ペレはフランスの建築家です。古典から近代への転換期を生きた建築家ですね。

当時、土木の分野で使われ始めたコンクリート技術を、建築に初めて応用したのがこのペレでした。建築家としてボザール教授を務める古典建築の大家でしたが、一方では実務能力にも長けていた様です。

「建築」をコンクリートでつくることについては、保守的な人々は抵抗感や嫌悪感をもっていました。コンクリートは土木構造物に使うような下等で未知の材料だという固定観念がまだ根強く残っていたのです。「建築」は伝統的にレンガを使った積石造と決まっていました。なにより建築は芸術品でなくてはならなかったのです。

しかし、ペレは構造力学の専門知識があり、建物の骨組みを古い偏見にとらわれず合理的に考えることができる人物でした。

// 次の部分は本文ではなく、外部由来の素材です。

//! Read-only reference data: defect catalog, standard recipes, action playbooks
//!
//! The default catalog is compiled into the binary. A workspace may point at
//! its own file; either way the catalog is loaded once and passed by reference.

mod diagnostics;

pub use diagnostics::CatalogSyntaxError;

use miette::Diagnostic;
use rust_embed::Embed;
use serde::Deserialize;
use std::collections::BTreeMap;
use std::path::{Path, PathBuf};
use thiserror::Error;

use crate::analysis::window::{ProcessWindow, WindowBounds};

#[derive(Embed)]
#[folder = "data/"]
struct EmbeddedData;

const CATALOG_FILE: &str = "catalog.yaml";

#[derive(Debug, Clone, Deserialize, PartialEq)]
pub struct DefectInfo {
    pub description: String,
    #[serde(default)]
    pub likely_causes: Vec<String>,
    /// Process step → impacts
    #[serde(default)]
    pub process_impacts: BTreeMap<String, Vec<String>>,
    #[serde(default)]
    pub recommended_actions: Vec<String>,
}

impl DefectInfo {
    /// Impacts for a process step, matched case-insensitively
    pub fn impacts_for(&self, step: &str) -> Option<&[String]> {
        self.process_impacts
            .iter()
            .find(|(k, _)| k.eq_ignore_ascii_case(step.trim()))
            .map(|(_, v)| v.as_slice())
    }
}

/// One standard recipe parameter
#[derive(Debug, Clone, Deserialize, PartialEq)]
pub struct RecipeSetting {
    /// Nominal setting as written, e.g. "600 W" or "TEOS"
    pub setting: String,
    #[serde(default)]
    pub min: Option<f64>,
    #[serde(default)]
    pub max: Option<f64>,
    #[serde(default)]
    pub unit: Option<String>,
}

impl RecipeSetting {
    pub fn has_window(&self) -> bool {
        self.min.is_some() || self.max.is_some()
    }
}

type LayerMap = BTreeMap<String, BTreeMap<String, RecipeSetting>>;

#[derive(Debug, Clone, Deserialize, PartialEq, Default)]
pub struct Catalog {
    #[serde(default)]
    defects: BTreeMap<String, DefectInfo>,
    #[serde(default)]
    recipes: BTreeMap<String, LayerMap>,
    #[serde(default)]
    playbooks: BTreeMap<String, Vec<String>>,
}

/// A resolved standard recipe
#[derive(Debug, Clone, Copy)]
pub struct StandardRecipe<'a> {
    pub process: &'a str,
    pub layer: &'a str,
    pub parameters: &'a BTreeMap<String, RecipeSetting>,
}

impl StandardRecipe<'_> {
    /// Parameters that carry a window, as a process window
    pub fn window(&self) -> ProcessWindow {
        self.parameters
            .iter()
            .filter(|(_, s)| s.has_window())
            .map(|(name, s)| {
                (
                    name.clone(),
                    WindowBounds {
                        min: s.min,
                        max: s.max,
                        unit: s.unit.clone(),
                    },
                )
            })
            .collect()
    }
}

fn find_ci<'a, V>(map: &'a BTreeMap<String, V>, key: &str) -> Option<(&'a String, &'a V)> {
    let key = key.trim();
    map.iter().find(|(k, _)| k.eq_ignore_ascii_case(key))
}

impl Catalog {
    /// The catalog compiled into the binary
    pub fn embedded() -> Result<Self, CatalogError> {
        let file = EmbeddedData::get(CATALOG_FILE)
            .ok_or_else(|| CatalogError::Missing(CATALOG_FILE.to_string()))?;
        let text = std::str::from_utf8(&file.data)
            .map_err(|e| CatalogError::Encoding(e.to_string()))?;
        Self::parse(text, CATALOG_FILE)
    }

    pub fn from_path(path: &Path) -> Result<Self, CatalogError> {
        let text = std::fs::read_to_string(path).map_err(|e| CatalogError::Io {
            path: path.to_path_buf(),
            message: e.to_string(),
        })?;
        Self::parse(&text, &path.display().to_string())
    }

    pub fn parse(text: &str, name: &str) -> Result<Self, CatalogError> {
        serde_yml::from_str(text)
            .map_err(|e| CatalogError::Syntax(CatalogSyntaxError::from_yaml_error(&e, text, name)))
    }

    /// Catalog override if one is configured, else the embedded catalog
    pub fn load(path: Option<&Path>) -> Result<Self, CatalogError> {
        match path {
            Some(p) => {
                tracing::info!(path = %p.display(), "loading catalog override");
                Self::from_path(p)
            }
            None => Self::embedded(),
        }
    }

    /// Text of the embedded catalog, used to seed new workspaces
    pub fn embedded_source() -> Option<String> {
        EmbeddedData::get(CATALOG_FILE)
            .and_then(|f| String::from_utf8(f.data.into_owned()).ok())
    }

    pub fn defect(&self, code: &str) -> Option<(&str, &DefectInfo)> {
        find_ci(&self.defects, code).map(|(k, v)| (k.as_str(), v))
    }

    pub fn defect_codes(&self) -> impl Iterator<Item = &str> {
        self.defects.keys().map(String::as_str)
    }

    pub fn recipe(&self, process: &str, layer: &str) -> Option<StandardRecipe<'_>> {
        let (process, layers) = find_ci(&self.recipes, process)?;
        let (layer, parameters) = find_ci(layers, layer)?;
        Some(StandardRecipe {
            process,
            layer,
            parameters,
        })
    }

    pub fn process_types(&self) -> impl Iterator<Item = &str> {
        self.recipes.keys().map(String::as_str)
    }

    pub fn layers(&self, process: &str) -> Vec<&str> {
        find_ci(&self.recipes, process)
            .map(|(_, layers)| layers.keys().map(String::as_str).collect())
            .unwrap_or_default()
    }

    pub fn playbook(&self, severity: &str) -> Option<&[String]> {
        find_ci(&self.playbooks, severity).map(|(_, v)| v.as_slice())
    }
}

#[derive(Debug, Error, Diagnostic)]
pub enum CatalogError {
    #[error("catalog file '{0}' is not embedded")]
    #[diagnostic(code(semiproc::catalog::missing))]
    Missing(String),

    #[error("catalog is not valid UTF-8: {0}")]
    #[diagnostic(code(semiproc::catalog::encoding))]
    Encoding(String),

    #[error("cannot read catalog {path:?}: {message}")]
    #[diagnostic(
        code(semiproc::catalog::io),
        help("check the `catalog` setting with `semiproc config show`")
    )]
    Io { path: PathBuf, message: String },

    #[error(transparent)]
    #[diagnostic(transparent)]
    Syntax(#[from] CatalogSyntaxError),
}

#[cfg(test)]
mod tests {
    use super::*;

    #[test]
    fn test_embedded_catalog_parses() {
        let catalog = Catalog::embedded().unwrap();
        assert_eq!(catalog.defect_codes().count(), 5);
        assert!(catalog.playbook("critical").is_some());
        assert!(catalog.process_types().any(|p| p == "etch"));
    }

    #[test]
    fn test_defect_lookup_is_case_insensitive() {
        let catalog = Catalog::embedded().unwrap();
        let (code, info) = catalog.defect("particle").unwrap();
        assert_eq!(code, "PARTICLE");
        assert_eq!(info.likely_causes.len(), 3);
        assert_eq!(info.impacts_for("etch").map(|i| i.len()), Some(2));
        assert!(catalog.defect("VOID").is_none());
    }

    #[test]
    fn test_recipe_lookup_and_window() {
        let catalog = Catalog::embedded().unwrap();
        let recipe = catalog.recipe("Etch", "POLY_SI").unwrap();
        assert_eq!(recipe.process, "etch");
        assert_eq!(recipe.layer, "poly_si");
        assert_eq!(recipe.parameters["rf_power"].setting, "600 W");
        let window = recipe.window();
        assert_eq!(window.len(), 3);
        assert_eq!(window["pressure"], WindowBounds::new(8.0, 12.0).with_unit("mTorr"));
        assert!(catalog.recipe("etch", "oxide").is_none());
        assert_eq!(catalog.layers("cmp"), vec!["copper", "ild"]);
    }

    #[test]
    fn test_override_file() {
        let tmp = tempfile::tempdir().unwrap();
        let path = tmp.path().join("catalog.yaml");
        std::fs::write(
            &path,
            "defects:\n  VOID:\n    description: Voids in fill\nrecipes: {}\n",
        )
        .unwrap();
        let catalog = Catalog::load(Some(&path)).unwrap();
        assert!(catalog.defect("void").is_some());
        assert!(catalog.playbook("critical").is_none());
    }

    #[test]
    fn test_syntax_error_is_reported() {
        let err = Catalog::parse("defects:\n  VOID: [unclosed\n", "bad.yaml").unwrap_err();
        assert!(matches!(err, CatalogError::Syntax(_)));
        let err = Catalog::parse("defects:\n  VOID:\n    likely_causes: []\n", "bad.yaml").unwrap_err();
        match err {
            CatalogError::Syntax(e) => assert!(e.message().contains("description")),
            other => panic!("unexpected error: {other:?}"),
        }
    }

    #[test]
    fn test_missing_override_is_io_error() {
        let err = Catalog::load(Some(Path::new("/nonexistent/catalog.yaml"))).unwrap_err();
        assert!(matches!(err, CatalogError::Io { .. }));
    }
}
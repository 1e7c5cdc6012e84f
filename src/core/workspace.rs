//! Workspace discovery and structure

use std::path::{Path, PathBuf};
use thiserror::Error;

use crate::catalog::Catalog;

const WORKSPACE_DIR: &str = ".semiproc";

/// A directory holding a `.semiproc/` folder with local config and catalog
#[derive(Debug)]
pub struct Workspace {
    /// Parent of .semiproc/
    root: PathBuf,
}

impl Workspace {
    /// Find the workspace root by walking up from the current directory
    pub fn discover() -> Result<Self, WorkspaceError> {
        let current =
            std::env::current_dir().map_err(|e| WorkspaceError::IoError(e.to_string()))?;
        Self::discover_from(&current)
    }

    /// Find the workspace root by walking up from the given directory
    pub fn discover_from(start: &Path) -> Result<Self, WorkspaceError> {
        let mut current = start
            .canonicalize()
            .map_err(|e| WorkspaceError::IoError(e.to_string()))?;

        loop {
            if current.join(WORKSPACE_DIR).is_dir() {
                return Ok(Self { root: current });
            }

            if !current.pop() {
                return Err(WorkspaceError::NotFound {
                    searched_from: start.to_path_buf(),
                });
            }
        }
    }

    /// Create `.semiproc/` with a starter config and catalog
    pub fn init(path: &Path) -> Result<Self, WorkspaceError> {
        let root = path.canonicalize().unwrap_or_else(|_| path.to_path_buf());
        if root.join(WORKSPACE_DIR).exists() {
            return Err(WorkspaceError::AlreadyExists(root));
        }
        Self::write_files(root)
    }

    /// Initialize even if .semiproc/ exists, overwriting both files
    pub fn init_force(path: &Path) -> Result<Self, WorkspaceError> {
        let root = path.canonicalize().unwrap_or_else(|_| path.to_path_buf());
        Self::write_files(root)
    }

    fn write_files(root: PathBuf) -> Result<Self, WorkspaceError> {
        let workspace = Self { root };
        std::fs::create_dir_all(workspace.dir())
            .map_err(|e| WorkspaceError::IoError(e.to_string()))?;

        std::fs::write(workspace.config_path(), Self::default_config())
            .map_err(|e| WorkspaceError::IoError(e.to_string()))?;

        let catalog = Catalog::embedded_source()
            .ok_or_else(|| WorkspaceError::IoError("embedded catalog unavailable".to_string()))?;
        std::fs::write(workspace.catalog_path(), catalog)
            .map_err(|e| WorkspaceError::IoError(e.to_string()))?;

        Ok(workspace)
    }

    fn default_config() -> &'static str {
        r#"# semiproc workspace configuration
# Values here override ~/.config/semiproc/config.yaml and are overridden by
# SEMIPROC_LOG_LEVEL, SEMIPROC_CATALOG and SEMIPROC_DISCLAIMER.

# Log filter written to stderr (error, warn, info, debug, trace)
# log_level: warn

# Reference catalog (defects, standard recipes, playbooks).
# Relative paths resolve against the workspace root.
catalog: .semiproc/catalog.yaml

# Prepend the user-data disclaimer to every report
# disclaimer: true

# Name reported to MCP clients
# server_name: SemiProcess MCP
"#
    }

    pub fn root(&self) -> &Path {
        &self.root
    }

    /// The .semiproc configuration directory
    pub fn dir(&self) -> PathBuf {
        self.root.join(WORKSPACE_DIR)
    }

    pub fn config_path(&self) -> PathBuf {
        self.dir().join("config.yaml")
    }

    pub fn catalog_path(&self) -> PathBuf {
        self.dir().join("catalog.yaml")
    }
}

/// Errors that can occur during workspace operations
#[derive(Debug, Error)]
pub enum WorkspaceError {
    #[error("not a semiproc workspace (searched from {searched_from:?}). Run 'semiproc init' to create one.")]
    NotFound { searched_from: PathBuf },

    #[error("semiproc workspace already exists at {0:?}")]
    AlreadyExists(PathBuf),

    #[error("IO error: {0}")]
    IoError(String),
}

#[cfg(test)]
mod tests {
    use super::*;
    use tempfile::tempdir;

    #[test]
    fn test_workspace_init_creates_structure() {
        let tmp = tempdir().unwrap();
        let workspace = Workspace::init(tmp.path()).unwrap();

        assert!(workspace.dir().is_dir());
        assert!(workspace.config_path().exists());
        let catalog = Catalog::from_path(&workspace.catalog_path()).unwrap();
        assert!(catalog.defect("PARTICLE").is_some());
    }

    #[test]
    fn test_workspace_init_fails_if_exists() {
        let tmp = tempdir().unwrap();
        Workspace::init(tmp.path()).unwrap();

        let err = Workspace::init(tmp.path()).unwrap_err();
        assert!(matches!(err, WorkspaceError::AlreadyExists(_)));

        std::fs::write(Workspace::init_force(tmp.path()).unwrap().config_path(), "").unwrap();
        Workspace::init_force(tmp.path()).unwrap();
        let text = std::fs::read_to_string(tmp.path().join(".semiproc/config.yaml")).unwrap();
        assert!(text.contains("catalog:"));
    }

    #[test]
    fn test_workspace_discover_walks_up() {
        let tmp = tempdir().unwrap();
        Workspace::init(tmp.path()).unwrap();

        let subdir = tmp.path().join("lots/2024/week10");
        std::fs::create_dir_all(&subdir).unwrap();

        let workspace = Workspace::discover_from(&subdir).unwrap();
        assert_eq!(
            workspace.root().canonicalize().unwrap(),
            tmp.path().canonicalize().unwrap()
        );
    }

    #[test]
    fn test_workspace_discover_fails_without_dir() {
        let tmp = tempdir().unwrap();
        let err = Workspace::discover_from(tmp.path()).unwrap_err();
        assert!(matches!(err, WorkspaceError::NotFound { .. }));
    }
}
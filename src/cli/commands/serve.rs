//! `semiproc serve` command - MCP server on stdio

use miette::Result;

use crate::cli::helpers::Session;
use crate::cli::GlobalOpts;
use crate::mcp::{McpServer, StdioTransport};

#[derive(clap::Args, Debug)]
pub struct ServeArgs {
    /// Server name reported to clients (overrides config)
    #[arg(long)]
    pub name: Option<String>,
}

pub fn run(args: ServeArgs, global: &GlobalOpts) -> Result<()> {
    let session = Session::open(global)?;
    let name = args
        .name
        .unwrap_or_else(|| session.config.server_name().to_string());
    tracing::debug!(
        tools = session.registry.tools().len(),
        disclaimer = session.ctx.disclaimer,
        "starting server"
    );

    let mut server = McpServer::new(session.registry, session.ctx, name);
    let mut transport = StdioTransport::stdio();
    server.run(&mut transport)?;
    Ok(())
}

コンクリートを建築に応用することの合理性やメリットを誰よりも早く理解していたはずです。

そうしたパイオニア精神はランシーの教会で結実します。

このようにペレはコンクリート技術を実践できる「近代人」でありながら、一方ではボザール教授として伝統を守る「古典人」であったことも注目に値します。コルビュジェも若い頃、ペレのもとで修行したことがあります。

彼はポール・ヴァレリーの推挙によってレジヨン・ドヌール勲章をもらい、学士院の会員にまでなりました。当時のフランスを代表する建築家として押しも押されもしない大御所でした。

ちなみに、ペレの次に現われたフランスを代表する建築家がル・コルビュジェです。2人には師弟関係がありますが、ペレの彼への評価は低いものです。コルビュジェはボザールから非常に嫌われていたのです。